Inspired both by the traditional Georgian supra, a shared feast, and Wes Anderson’s cinematic tour de force, The Grand Budapest Hotel, Entreé is devised as a ‘deconstructed shopfront’. It also draws its cues from the world of theatre, not just in the bold teal and plum colour palette and graphic trappings, but in the spatial planning. The area between the façade and kitchen is structured much like the layered region between an audience and backstage – the design team conceiving the shopfront as the ‘apron’, the café area as the ‘stage’ and the serving zone as the ‘proscenium arch’. Backstage is the kitchen then, with guests treated to occasional glimpses behind the scenes via a counter window.
In terms of materiality, Holloway Li looked to Tbilisi’s heritage – the rough pitted plaster and limestone tiling referencing the rendered houses of the city’s old town. Indeed, Tbilisi’s colourful legacy is the lens through which much of the project has been envisioned, the name, meaning ‘entrance’, a nod to the city’s historic status as a gateway between East and West.

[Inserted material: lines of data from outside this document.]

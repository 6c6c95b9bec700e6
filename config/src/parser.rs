// SPDX-License-Identifier: Apache-2.0
// Copyright Open Network Fabric Authors

//! Loading of the NAT configuration document

use crate::errors::LoadError;
use crate::nat::NatConfig;
use std::path::Path;
use tracing::{debug, info};

/// Environment variable naming the NAT configuration file
pub const NAT_CONFIG_PATH_ENV: &str = "NAT_CONFIG_PATH";

impl NatConfig {
    /// Parse a YAML document and fill in defaults. The result is NOT validated.
    pub fn from_yaml(text: &str) -> Result<Self, LoadError> {
        let mut config: NatConfig = serde_yaml_ng::from_str(text)?;
        config.apply_defaults();
        Ok(config)
    }

    /// Read and parse the configuration file at `path`, filling in defaults.
    /// The result is NOT validated.
    pub fn parse_file<P: AsRef<Path>>(path: P) -> Result<Self, LoadError> {
        let path = path.as_ref();
        debug!("Reading NAT config from {}", path.display());
        let text = std::fs::read_to_string(path).map_err(|source| LoadError::Read {
            path: path.to_path_buf(),
            source,
        })?;
        Self::from_yaml(&text)
    }

    /// Read, parse, default and validate the configuration file at `path`
    pub fn load<P: AsRef<Path>>(path: P) -> Result<Self, LoadError> {
        let config = Self::parse_file(path.as_ref())?;
        config.validate()?;
        info!(
            "Loaded NAT config {config} from {}",
            path.as_ref().display()
        );
        Ok(config)
    }

    /// Like [`NatConfig::load`], with the path taken from `NAT_CONFIG_PATH`
    pub fn load_from_env() -> Result<Self, LoadError> {
        let path = std::env::var_os(NAT_CONFIG_PATH_ENV)
            .filter(|p| !p.is_empty())
            .ok_or(LoadError::MissingEnv(NAT_CONFIG_PATH_ENV))?;
        Self::load(path)
    }
}

#[allow(clippy::unwrap_used, clippy::expect_used, clippy::panic)]
#[cfg(test)]
mod test {
    use super::*;
    use crate::errors::ConfigError;
    use crate::nat::{DnatRule, L4Protocol, NatTimeouts, PortRange, SnatRule};
    use pretty_assertions::assert_eq;
    use serial_test::serial;
    use std::io::Write;
    use tempfile::NamedTempFile;
    use tracing_test::traced_test;

    const FULL: &str = r#"
name: nat-gw
labels:
  app: nat
natIP: 203.0.113.10
portRange:
  start: 2000
  end: 3000
snatRules:
  - srcNet: 10.0.0.0/8
  - srcNet: 192.168.0.0/16
dnatRules:
  - externalIP: 203.0.113.10
    externalPort: 443
    internalIP: 10.0.0.5
    internalPort: 8443
    protocol: TCP
timeouts:
  tcpEstablished: 3600
  udp: 120
"#;

    const MINIMAL: &str = r"
name: nat-gw
natIP: 203.0.113.10
snatRules:
  - srcNet: 10.0.0.0/8
";

    fn config_file(text: &str) -> NamedTempFile {
        let mut file = NamedTempFile::new().unwrap();
        file.write_all(text.as_bytes()).unwrap();
        file.flush().unwrap();
        file
    }

    #[test]
    fn parse_full_document() {
        let config = NatConfig::from_yaml(FULL).unwrap();
        assert_eq!(config.name, "nat-gw");
        assert_eq!(config.labels.get("app").map(String::as_str), Some("nat"));
        assert_eq!(config.nat_ip, "203.0.113.10");
        assert_eq!(config.port_range, Some(PortRange::new(2000, 3000)));
        assert_eq!(
            config.snat_rules,
            vec![SnatRule::new("10.0.0.0/8"), SnatRule::new("192.168.0.0/16")]
        );
        assert_eq!(
            config.dnat_rules,
            vec![DnatRule::new("TCP", "203.0.113.10", 443, "10.0.0.5", 8443)]
        );
        assert_eq!(config.dnat_rules[0].protocol(), Some(L4Protocol::Tcp));
        assert_eq!(
            config.timeouts,
            Some(NatTimeouts {
                tcp_established: Some(3600),
                tcp_transitory: Some(240),
                udp: Some(120),
                icmp: Some(60),
            })
        );
        assert_eq!(config.validate(), Ok(()));
    }

    #[test]
    fn parse_applies_defaults() {
        let config = NatConfig::from_yaml(MINIMAL).unwrap();
        assert_eq!(config.port_range, Some(PortRange::new(1024, 65535)));
        assert_eq!(config.timeouts, Some(NatTimeouts::defaults()));
        assert!(config.dnat_rules.is_empty());
        assert!(config.labels.is_empty());
    }

    #[test]
    fn parse_partial_port_range() {
        let text = format!("{MINIMAL}portRange:\n  start: 5000\n");
        let config = NatConfig::from_yaml(&text).unwrap();
        assert_eq!(config.port_range, Some(PortRange::new(5000, 65535)));
    }

    #[test]
    fn parse_rejects_malformed_yaml() {
        let err = NatConfig::from_yaml("name: [unterminated").unwrap_err();
        assert!(matches!(err, LoadError::Parse(_)));

        let err = NatConfig::from_yaml("portRange:\n  start: 70000\n").unwrap_err();
        assert!(matches!(err, LoadError::Parse(_)));
    }

    #[traced_test]
    #[test]
    fn load_valid_file() {
        let file = config_file(FULL);
        let config = NatConfig::load(file.path()).unwrap();
        assert_eq!(config.name, "nat-gw");
        assert!(logs_contain("Loaded NAT config"));
    }

    #[test]
    fn load_rejects_invalid_file() {
        let file = config_file("name: nat-gw\nnatIP: 203.0.113.10\n");
        let err = NatConfig::load(file.path()).unwrap_err();
        assert!(matches!(err, LoadError::Invalid(ConfigError::NoSnatRules)));
    }

    #[test]
    fn load_missing_file() {
        let dir = tempfile::tempdir().unwrap();
        let err = NatConfig::load(dir.path().join("absent.yaml")).unwrap_err();
        assert!(matches!(err, LoadError::Read { .. }));
        assert!(err.to_string().contains("absent.yaml"));
    }

    #[test]
    #[serial]
    #[allow(unsafe_code)] // SAFETY: tests touching the environment are serialized
    fn load_from_env() {
        let file = config_file(MINIMAL);
        unsafe { std::env::set_var(NAT_CONFIG_PATH_ENV, file.path()) };
        let config = NatConfig::load_from_env().unwrap();
        assert_eq!(config.nat_ip_addr(), Some("203.0.113.10".parse().unwrap()));

        unsafe { std::env::remove_var(NAT_CONFIG_PATH_ENV) };
        let err = NatConfig::load_from_env().unwrap_err();
        assert!(matches!(err, LoadError::MissingEnv(NAT_CONFIG_PATH_ENV)));
    }
}
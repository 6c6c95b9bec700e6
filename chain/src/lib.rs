// SPDX-License-Identifier: Apache-2.0
// Copyright Open Network Fabric Authors

#![deny(
    unsafe_code,
    missing_docs,
    clippy::pedantic,
    clippy::unwrap_used,
    clippy::expect_used,
    clippy::panic
)]
#![allow(clippy::missing_errors_doc)]

//! # Request / close chains
//!
//! This crate provides the building blocks to establish connections through an ordered list
//! of stages. A connection request enters the first stage of a [`Chain`]; each stage may
//! inspect or augment the request, do some work, abort, and decides when to hand over to the
//! rest of the chain through the [`Next`] it is given. The reply flows back through the same
//! stages in reverse order. Closing a connection follows the same path.
//!
//! ## Stages
//!
//! A stage is anything that implements the [`NetworkService`] trait. The [`stages`] module
//! provides some generic ones. A [`Chain`] is itself a [`NetworkService`], so chains nest: the
//! stages after a nested chain run once the nested chain is exhausted.
//!
//! ```rust
//! use nat_endpoint_chain::stages::{Authorize, Labels};
//! use nat_endpoint_chain::{Chain, ChainError};
//! use std::collections::BTreeMap;
//!
//! fn build() -> Result<Chain, ChainError> {
//!     let labels = BTreeMap::from([("app".to_owned(), "nat".to_owned())]);
//!     Chain::new("server")
//!         .add_stage("authorize", Authorize::allow_all())?
//!         .add_stage("labels", Labels::new(labels))
//! }
//! assert_eq!(build().unwrap().stage_names(), vec!["authorize", "labels"]);
//! ```
//!
//! ## Contexts
//!
//! Every call carries a [`Context`]: a bag of values (peer identity, per-connection metadata)
//! plus an optional deadline and a cancellation token. Stages bound their blocking steps with
//! [`Context::run`]. A stage that must undo work after a failure captures a
//! [`PostponedContext`] before doing anything: it keeps the values but not the cancellation,
//! so that cleanup is not aborted by whatever aborted the request.
//!
//! ## Metadata
//!
//! The [`metadata::MetadataStage`] attaches a [`metadata::ConnectionMetadata`] scope to the
//! context, so that a stage can publish a value for later stages of the same connection.

mod chain;
mod connection;
mod context;
mod errors;
/// Per-connection metadata
pub mod metadata;
mod service;
/// Generic stages
pub mod stages;

#[cfg(any(test, feature = "testing"))]
#[allow(missing_docs, clippy::must_use_candidate)]
pub mod testing;

pub use chain::Chain;
pub use connection::{Connection, ConnectionId, Mechanism, NetworkServiceRequest};
pub use context::{Context, PostponedContext};
pub use errors::ChainError;
pub use service::{NetworkService, Next, close_on_failure};
// SPDX-License-Identifier: Apache-2.0
// Copyright Open Network Fabric Authors

//! Creation of the dataplane interface of one side of a connection.
//!
//! The [`InterfaceStage`] picks the first mechanism of the request it can serve, creates the
//! matching interface in the engine and publishes its handle, both in the connection's
//! metadata scope (for the NAT stages) and in the mechanism parameters (for the peer). The
//! interface lives until the connection is closed, or until a later stage fails the request.

use crate::interfaces::{SW_IF_INDEX_PARAM, extract_interface_index};
use crate::{NatError, ifindex};
use async_trait::async_trait;
use chain::metadata::Side;
use chain::{ChainError, Connection, Context, Mechanism, NetworkService, NetworkServiceRequest, Next};
use dplane::{InterfaceHandle, InterfaceKind, InterfaceManager};
#[allow(unused)]
use tracing::{debug, error, info, warn};

/// Name under which [`InterfaceStage`] reports its failures
pub const INTERFACE_STAGE: &str = "interface";

pub struct InterfaceStage {
    side: Side,
    interfaces: InterfaceManager,
}

impl InterfaceStage {
    #[must_use]
    pub fn new(side: Side, interfaces: InterfaceManager) -> Self {
        Self { side, interfaces }
    }

    /// The kind of interface to create. Without preferences, a shared-memory interface.
    fn select(request: &NetworkServiceRequest) -> Result<InterfaceKind, NatError> {
        if request.mechanism_preferences.is_empty() {
            return Ok(InterfaceKind::Memif);
        }
        request
            .mechanism_preferences
            .iter()
            .find_map(|m| InterfaceKind::from_name(&m.kind))
            .ok_or_else(|| {
                let kinds: Vec<_> = request
                    .mechanism_preferences
                    .iter()
                    .map(|m| m.kind.as_str())
                    .collect();
                NatError::UnsupportedMechanism(kinds.join(","))
            })
    }

    fn interface_name(&self, connection: &Connection) -> String {
        format!("{}-{}", self.side, connection.id)
    }

    async fn delete(&self, handle: InterfaceHandle) -> Result<(), ChainError> {
        self.interfaces
            .delete_interface(handle)
            .await
            .map_err(|e| NatError::from(e).in_stage(INTERFACE_STAGE))
    }
}

fn set_mechanism(connection: &mut Connection, kind: InterfaceKind, handle: InterfaceHandle) {
    let mechanism = connection
        .mechanism
        .get_or_insert_with(|| Mechanism::new(kind.as_str()));
    mechanism.kind = kind.as_str().to_owned();
    mechanism
        .parameters
        .insert(SW_IF_INDEX_PARAM.to_owned(), handle.to_string());
}

#[async_trait]
impl NetworkService for InterfaceStage {
    async fn request(
        &self,
        ctx: &Context,
        mut request: NetworkServiceRequest,
        next: Next<'_>,
    ) -> Result<Connection, ChainError> {
        let kind = Self::select(&request).map_err(|e| e.in_stage(INTERFACE_STAGE))?;

        if let Some(handle) = ifindex::load(ctx, self.side) {
            debug!(
                "Connection {}: reusing {} side interface {handle}",
                request.connection.id, self.side
            );
            set_mechanism(&mut request.connection, kind, handle);
            return next.request(ctx, request).await;
        }

        ctx.check()?;
        let name = self.interface_name(&request.connection);
        let handle = self
            .interfaces
            .create_interface(kind, &name)
            .await
            .map_err(|e| NatError::from(e).in_stage(INTERFACE_STAGE))?;
        if let Err(e) = ifindex::store(ctx, self.side, handle) {
            let e = e.in_stage(INTERFACE_STAGE);
            return Err(e.with_cleanup(self.delete(handle).await));
        }
        debug!(
            "Connection {}: created {} side {kind} interface {handle}",
            request.connection.id, self.side
        );
        set_mechanism(&mut request.connection, kind, handle);

        match next.request(ctx, request).await {
            Ok(conn) => Ok(conn),
            Err(e) => {
                ifindex::delete(ctx, self.side);
                debug!("Deleting {} side interface {handle} after failure", self.side);
                Err(e.with_cleanup(self.delete(handle).await))
            }
        }
    }

    async fn close(
        &self,
        ctx: &Context,
        connection: &Connection,
        next: Next<'_>,
    ) -> Result<(), ChainError> {
        let result = next.close(ctx, connection).await;
        let handle = ifindex::delete(ctx, self.side)
            .or_else(|| extract_interface_index(connection).ok());
        match handle {
            Some(handle) => {
                debug!(
                    "Connection {}: deleting {} side interface {handle}",
                    connection.id, self.side
                );
                let deleted = self.delete(handle).await;
                result.and(deleted)
            }
            None => {
                debug!(
                    "Connection {}: no {} side interface to delete",
                    connection.id, self.side
                );
                result
            }
        }
    }
}

#[allow(clippy::unwrap_used, clippy::expect_used, clippy::panic)]
#[cfg(test)]
mod test {
    use super::*;
    use crate::testing::request;
    use chain::Chain;
    use chain::metadata::MetadataStage;
    use chain::testing::Counter;
    use dplane::RequestKind;
    use dplane::testing::RecordingChannel;
    use pretty_assertions::assert_eq;
    use std::sync::Arc;

    fn setup(side: Side) -> (Arc<RecordingChannel>, Arc<Counter>, Chain) {
        let channel = Arc::new(RecordingChannel::new());
        let counter = Arc::new(Counter::default());
        let stage = InterfaceStage::new(side, InterfaceManager::new(channel.clone()));
        let chain = Chain::new("test")
            .add_stage("metadata", MetadataStage::new())
            .unwrap()
            .add_stage("interface", stage)
            .unwrap()
            .add_stage("count", counter.clone())
            .unwrap();
        (channel, counter, chain)
    }

    #[tokio::test]
    async fn create_publish_and_delete() {
        let (channel, _, chain) = setup(Side::Server);
        let ctx = Context::background();
        let conn = chain.process_request(&ctx, request("c1")).await.unwrap();

        let handle = extract_interface_index(&conn).unwrap();
        assert_eq!(handle, InterfaceHandle::new(1));
        assert_eq!(conn.mechanism.as_ref().unwrap().kind, "MEMIF");
        assert_eq!(channel.interfaces(), vec![handle]);

        // refresh reuses the interface
        chain.process_request(&ctx, request("c1")).await.unwrap();
        assert_eq!(channel.count(RequestKind::CreateInterface), 1);

        chain.process_close(&ctx, &conn).await.unwrap();
        assert!(channel.interfaces().is_empty());
    }

    #[tokio::test]
    async fn deleted_when_rest_fails() {
        let (channel, counter, chain) = setup(Side::Client);
        counter.fail_requests(true);
        let err = chain
            .process_request(&Context::background(), request("c1"))
            .await
            .unwrap_err();
        assert_eq!(err.failed_stage(), Some("counter"));
        assert_eq!(channel.count(RequestKind::CreateInterface), 1);
        assert!(channel.interfaces().is_empty());
    }

    #[tokio::test]
    async fn creation_failure() {
        let (channel, counter, chain) = setup(Side::Server);
        channel.reply_with(|r| r.kind() == RequestKind::CreateInterface, -1);
        let err = chain
            .process_request(&Context::background(), request("c1"))
            .await
            .unwrap_err();
        assert_eq!(err.failed_stage(), Some(INTERFACE_STAGE));
        assert_eq!(counter.requests(), 0);
    }

    #[tokio::test]
    async fn mechanism_selection() {
        let (channel, _, chain) = setup(Side::Server);
        let ctx = Context::background();

        let mut req = request("c1");
        req.mechanism_preferences = vec![Mechanism::new("VXLAN"), Mechanism::new("kernel")];
        let conn = chain.process_request(&ctx, req).await.unwrap();
        assert_eq!(conn.mechanism.unwrap().kind, "TAP");

        let mut req = request("c2");
        req.mechanism_preferences = vec![Mechanism::new("VXLAN")];
        let err = chain.process_request(&ctx, req).await.unwrap_err();
        assert!(err.to_string().contains("VXLAN"));
        assert_eq!(channel.count(RequestKind::CreateInterface), 1);
    }

    #[tokio::test]
    async fn close_without_scope_uses_mechanism() {
        let (channel, _, chain) = setup(Side::Server);
        let ctx = Context::background();
        let conn = chain.process_request(&ctx, request("c1")).await.unwrap();

        // a chain that never saw the connection, e.g. after a restart
        let stage = InterfaceStage::new(Side::Server, InterfaceManager::new(channel.clone()));
        let other = Chain::new("other")
            .add_stage("metadata", MetadataStage::new())
            .unwrap()
            .add_stage("interface", stage)
            .unwrap();
        other.process_close(&ctx, &conn).await.unwrap();
        assert!(channel.interfaces().is_empty());
    }
}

“We were sparked by how the textures and colours of ‘old’ Georgia (the domed sulphur baths, the byzantine brickwork, the wooden balconies and Caucasian rugs) sit restlessly next to the grittiness of ‘new’ Georgia (with its repurposed Soviet buildings and monuments). We tried to capture this combination subtly, through the controlled use of texture, textile and ornament,” says Holloway Li’s Emily Mak.